(Data extracts begins)
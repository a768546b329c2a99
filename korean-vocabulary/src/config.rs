use std::env;
use std::path::PathBuf;

use clap::Parser;
use dictionary::{DictionaryConfig, Model, StudentLevel};

#[derive(Parser, Debug)]
#[command(version, about = "맞춤 단어 사전: Korean word definitions tuned to a student level")]
pub struct Args {
    /// SQLite database holding search history and settings
    #[arg(long, env = "VOCAB_DB_URL", default_value = "sqlite://vocabulary.db")]
    pub db: String,

    /// Directory generated images and speech are written to
    #[arg(long, env = "VOCAB_MEDIA_DIR", default_value = "media")]
    pub media_dir: PathBuf,

    /// Starting level: elementary, middle, high or academic
    #[arg(long, default_value = "elementary")]
    pub level: StudentLevel,

    /// basic or pro
    #[arg(long, default_value = "basic")]
    pub model: Model,

    /// Word to look up right away
    pub word: Option<String>,
}

pub struct Config {
    pub dictionary: DictionaryConfig,
    pub db_url: String,
    pub media_dir: PathBuf,
    pub level: StudentLevel,
    pub model: Model,
    pub word: Option<String>,
}

impl Config {
    pub fn new(args: Args) -> Self {
        Self {
            dictionary: dictionary_config(|key| env::var(key).ok()),
            db_url: args.db,
            media_dir: args.media_dir,
            level: args.level,
            model: args.model,
            word: args.word,
        }
    }
}

fn dictionary_config(var: impl Fn(&str) -> Option<String>) -> DictionaryConfig {
    let defaults = DictionaryConfig::default();
    let non_empty = |key: &str| var(key).filter(|value| !value.trim().is_empty());

    DictionaryConfig {
        api_key: non_empty("GEMINI_API_KEY")
            .or_else(|| non_empty("API_KEY"))
            .unwrap_or_default(),
        api_url: non_empty("GEMINI_API_URL").unwrap_or(defaults.api_url),
        image_model: non_empty("GEMINI_IMAGE_MODEL").unwrap_or(defaults.image_model),
        speech_model: non_empty("GEMINI_SPEECH_MODEL").unwrap_or(defaults.speech_model),
        voice: non_empty("GEMINI_VOICE").unwrap_or(defaults.voice),
        timeout_seconds: non_empty("GEMINI_TIMEOUT_SECONDS")
            .and_then(|value| value.trim().parse().ok())
            .unwrap_or(defaults.timeout_seconds), // 60 seconds default
    }
}
use std::collections::HashSet;

use chrono::{DateTime, Utc};
use dictionary::StudentLevel;

pub const MAX_HISTORY: usize = 50;

#[derive(Debug, Clone, PartialEq)]
pub struct HistoryEntry {
    pub word: String,
    pub level: StudentLevel,
    pub timestamp: DateTime<Utc>,
}

/// Recent successful lookups, most recent first, one entry per word.
#[derive(Debug, Default, Clone)]
pub struct History {
    entries: Vec<HistoryEntry>,
}

impl History {
    /// Rebuilds the list from stored entries, keeping the first occurrence of a word.
    pub fn from_entries(entries: impl IntoIterator<Item = HistoryEntry>) -> Self {
        let mut seen = HashSet::new();
        let entries = entries
            .into_iter()
            .filter(|entry| seen.insert(entry.word.clone()))
            .take(MAX_HISTORY)
            .collect();
        Self { entries }
    }

    pub fn record(&mut self, word: &str, level: StudentLevel) {
        self.record_at(word, level, Utc::now());
    }

    pub fn record_at(&mut self, word: &str, level: StudentLevel, timestamp: DateTime<Utc>) {
        self.entries.retain(|entry| entry.word != word);
        self.entries.insert(
            0,
            HistoryEntry {
                word: word.to_owned(),
                level,
                timestamp,
            },
        );
        self.entries.truncate(MAX_HISTORY);
    }

    /// Case-insensitive substring match, in history order.
    pub fn filter(&self, query: &str) -> Vec<&HistoryEntry> {
        let query = query.trim().to_lowercase();
        self.entries
            .iter()
            .filter(|entry| entry.word.to_lowercase().contains(&query))
            .collect()
    }

    pub fn entries(&self) -> &[HistoryEntry] {
        &self.entries
    }

    pub fn len(&self) -> usize {
        self.entries.len()
    }
}
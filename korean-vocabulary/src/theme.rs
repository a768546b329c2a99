use std::fmt;
use std::str::FromStr;

#[derive(Debug, Clone, Copy, PartialEq, Eq, Default)]
pub enum ThemeColor {
    #[default]
    Indigo,
    Rose,
    Emerald,
    Amber,
    Violet,
    Sky,
}

impl ThemeColor {
    pub const ALL: [ThemeColor; 6] = [
        ThemeColor::Indigo,
        ThemeColor::Rose,
        ThemeColor::Emerald,
        ThemeColor::Amber,
        ThemeColor::Violet,
        ThemeColor::Sky,
    ];

    pub fn name(&self) -> &'static str {
        match self {
            ThemeColor::Indigo => "indigo",
            ThemeColor::Rose => "rose",
            ThemeColor::Emerald => "emerald",
            ThemeColor::Amber => "amber",
            ThemeColor::Violet => "violet",
            ThemeColor::Sky => "sky",
        }
    }

    /// ANSI escape used to accent headings in the terminal.
    pub fn ansi(&self) -> &'static str {
        match self {
            ThemeColor::Indigo => "\x1b[38;5;63m",
            ThemeColor::Rose => "\x1b[38;5;204m",
            ThemeColor::Emerald => "\x1b[38;5;42m",
            ThemeColor::Amber => "\x1b[38;5;214m",
            ThemeColor::Violet => "\x1b[38;5;135m",
            ThemeColor::Sky => "\x1b[38;5;117m",
        }
    }
}

impl fmt::Display for ThemeColor {
    fn fmt(&self, f: &mut fmt::Formatter<'_>) -> fmt::Result {
        f.write_str(self.name())
    }
}

#[derive(Debug, PartialEq, Eq, thiserror::Error)]
#[error("알 수 없는 테마 색상입니다: {0:?}")]
pub struct UnknownTheme(pub String);

impl FromStr for ThemeColor {
    type Err = UnknownTheme;

    fn from_str(value: &str) -> Result<Self, Self::Err> {
        let value = value.trim().to_lowercase();
        ThemeColor::ALL
            .into_iter()
            .find(|theme| theme.name() == value)
            .ok_or(UnknownTheme(value))
    }
}
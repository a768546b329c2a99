use std::path::Path;

use clap::Parser;
use config::{Args, Config};
use dictionary::{Dictionary, Model, StudentLevel};
use render::{render_definition, render_help, render_history};
use session::{DefinitionSource, MediaState, Session, SessionError, Status};
use storage::Storage;
use theme::ThemeColor;
use tracing::warn;
use tracing_subscriber::EnvFilter;
use utilities::{fallback, input, media_path, parse_position, write_media, Fallback};

mod config;
mod history;
mod render;
mod session;
mod storage;
mod theme;
mod utilities;

const COMMANDS: &[&str] = &[
    "define", "find", "search", "level", "model", "theme", "history", "open", "related", "image",
    "speak", "show", "reset", "help", "exit", "quit",
];

#[tokio::main]
async fn main() -> anyhow::Result<()> {
    dotenvy::dotenv().ok();
    tracing_subscriber::fmt()
        .with_env_filter(EnvFilter::try_from_default_env().unwrap_or_else(|_| EnvFilter::new("warn")))
        .with_writer(std::io::stderr)
        .init();

    let config = Config::new(Args::parse());
    let dict = match Dictionary::new(config.dictionary.clone()) {
        Ok(dict) => dict,
        Err(error) => {
            eprintln!("{}", error.user_message());
            return Err(error.into());
        }
    };
    let storage = Storage::initialize(&config.db_url).await?;
    let mut session = Session::load(dict, storage).await?;
    session.set_level(config.level);
    session.set_model(config.model);

    println!(
        "맞춤 단어 사전 - {} / {} (명령어 안내: help)",
        session.level(),
        session.model()
    );
    if let Some(word) = &config.word {
        define_word(&mut session, word).await?;
    } else {
        print_history(&session);
    }

    loop {
        let Some(line) = input(">> ")? else {
            break;
        };
        let line = line.trim();
        let (command, rest) = match line.split_once(char::is_whitespace) {
            Some((command, rest)) => (command, rest.trim()),
            None => (line, ""),
        };
        match command {
            "" => {}
            "exit" | "leave" | "quit" | "e" | "q" | "l" => {
                break;
            }
            "define" | "find" | "search" => {
                define_word(&mut session, rest).await?;
            }
            "level" => change_level(&mut session, rest),
            "model" => change_model(&mut session, rest),
            "theme" => change_theme(&mut session, rest).await?,
            "history" => {
                session.set_history_filter(rest);
                print_history(&session);
            }
            "open" => match parse_position(rest) {
                Some(index) => {
                    let result = session.select_history(index).await;
                    report_lookup(&session, result)?;
                }
                None => println!("사용법: open <기록 번호>"),
            },
            "related" => match parse_position(rest) {
                Some(index) => {
                    let result = session.select_related(index).await;
                    report_lookup(&session, result)?;
                }
                None => println!("사용법: related <단어 번호>"),
            },
            "image" => save_image(&mut session, rest, &config.media_dir).await,
            "speak" => save_speech(&mut session, rest, &config.media_dir).await,
            "show" => match session.displayed() {
                Some(displayed) => println!("{}", render_definition(displayed, session.theme())),
                None => print_history(&session),
            },
            "reset" => {
                session.reset();
                print_history(&session);
            }
            "help" => println!("{}", render_help()),
            other => match fallback(other, COMMANDS) {
                Fallback::Search => define_word(&mut session, line).await?,
                Fallback::Suggest(command) => {
                    println!("'{other}'은(는) 명령어가 아니에요. '{command}'을(를) 입력하려던 건가요?")
                }
            },
        }
    }
    Ok(())
}

async fn define_word<S: DefinitionSource>(
    session: &mut Session<S>,
    word: &str,
) -> anyhow::Result<()> {
    if word.trim().is_empty() {
        println!("사용법: define <단어>");
        return Ok(());
    }
    println!("'{}' 찾는 중... ({})", word.trim(), session.level());
    let result = session.search(word).await;
    report_lookup(session, result)
}

/// Prints the outcome of a lookup; only storage failures are fatal.
fn report_lookup<S: DefinitionSource>(
    session: &Session<S>,
    result: Result<bool, SessionError>,
) -> anyhow::Result<()> {
    match result {
        Ok(_) => {}
        Err(SessionError::Storage(error)) => return Err(error.into()),
        Err(error) => {
            println!("{error}");
            return Ok(());
        }
    }
    match session.status() {
        Status::Failed(message) => println!("{message}"),
        Status::Ready => {
            if let Some(displayed) = session.displayed() {
                println!("{}", render_definition(displayed, session.theme()));
            }
        }
        Status::Idle | Status::Loading { .. } => {}
    }
    Ok(())
}

fn print_history<S: DefinitionSource>(session: &Session<S>) {
    print!(
        "{}",
        render_history(
            &session.filtered_history(),
            session.history_filter(),
            session.history().len()
        )
    );
}

fn change_level<S: DefinitionSource>(session: &mut Session<S>, value: &str) {
    match value.parse::<StudentLevel>() {
        Ok(level) => {
            session.set_level(level);
            println!("학년: {level}");
        }
        Err(error) => {
            let levels = StudentLevel::ALL.map(|level| level.key()).join(", ");
            println!("{error} 다음 중에서 고르세요: {levels}");
        }
    }
}

fn change_model<S: DefinitionSource>(session: &mut Session<S>, value: &str) {
    match value.parse::<Model>() {
        Ok(model) => {
            session.set_model(model);
            println!("AI 모델: {model}");
        }
        Err(error) => println!("{error} basic 또는 pro 중에서 고르세요."),
    }
}

async fn change_theme<S: DefinitionSource>(
    session: &mut Session<S>,
    value: &str,
) -> anyhow::Result<()> {
    match value.parse::<ThemeColor>() {
        Ok(theme) => {
            session.set_theme(theme).await?;
            println!("{}테마 색상: {theme}\x1b[0m", theme.ansi());
        }
        Err(error) => {
            let colors = ThemeColor::ALL.map(|theme| theme.name()).join(", ");
            println!("{error} 다음 중에서 고르세요: {colors}");
        }
    }
    Ok(())
}

async fn save_image<S: DefinitionSource>(session: &mut Session<S>, value: &str, media_dir: &Path) {
    let Some(index) = parse_position(value) else {
        println!("사용법: image <뜻 번호>");
        return;
    };
    let image = match session.meaning_image(index).await {
        Ok(MediaState::Ready(image)) => image,
        Ok(MediaState::Failed) => {
            println!("그림을 불러오지 못했어요. 다시 시도하려면 'image {}'를 입력하세요.", index + 1);
            return;
        }
        Err(error) => {
            println!("{error}");
            return;
        }
    };
    let path = media_path(media_dir, &displayed_word(session), index + 1, image.extension());
    match write_media(&path, &image.bytes).await {
        Ok(()) => println!("그림을 저장했어요: {}", path.display()),
        Err(error) => {
            warn!("writing {} failed: {error}", path.display());
            println!("그림을 파일로 저장하지 못했어요: {error}");
        }
    }
}

async fn save_speech<S: DefinitionSource>(session: &mut Session<S>, value: &str, media_dir: &Path) {
    let Some(index) = parse_position(value) else {
        println!("사용법: speak <뜻 번호>");
        return;
    };
    let clip = match session.meaning_speech(index).await {
        Ok(MediaState::Ready(clip)) => clip,
        Ok(MediaState::Failed) => {
            println!("소리를 불러오지 못했어요. 다시 시도하려면 'speak {}'를 입력하세요.", index + 1);
            return;
        }
        Err(error) => {
            println!("{error}");
            return;
        }
    };
    let path = media_path(media_dir, &displayed_word(session), index + 1, "wav");
    let written = match clip.to_wav() {
        Ok(wav) => write_media(&path, &wav).await.map_err(|error| error.to_string()),
        Err(error) => Err(error.to_string()),
    };
    match written {
        Ok(()) => println!(
            "소리를 저장했어요: {} ({:.1}초)",
            path.display(),
            clip.duration().as_secs_f32()
        ),
        Err(error) => {
            warn!("writing {} failed: {error}", path.display());
            println!("소리를 파일로 저장하지 못했어요: {error}");
        }
    }
}

fn displayed_word<S: DefinitionSource>(session: &Session<S>) -> String {
    session
        .displayed()
        .map(|displayed| displayed.definition.word.clone())
        .unwrap_or_default()
}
(Data extracts ends)
Work item =
Provide the count of lines above that contain "defaults", without any other words.

Reply =
6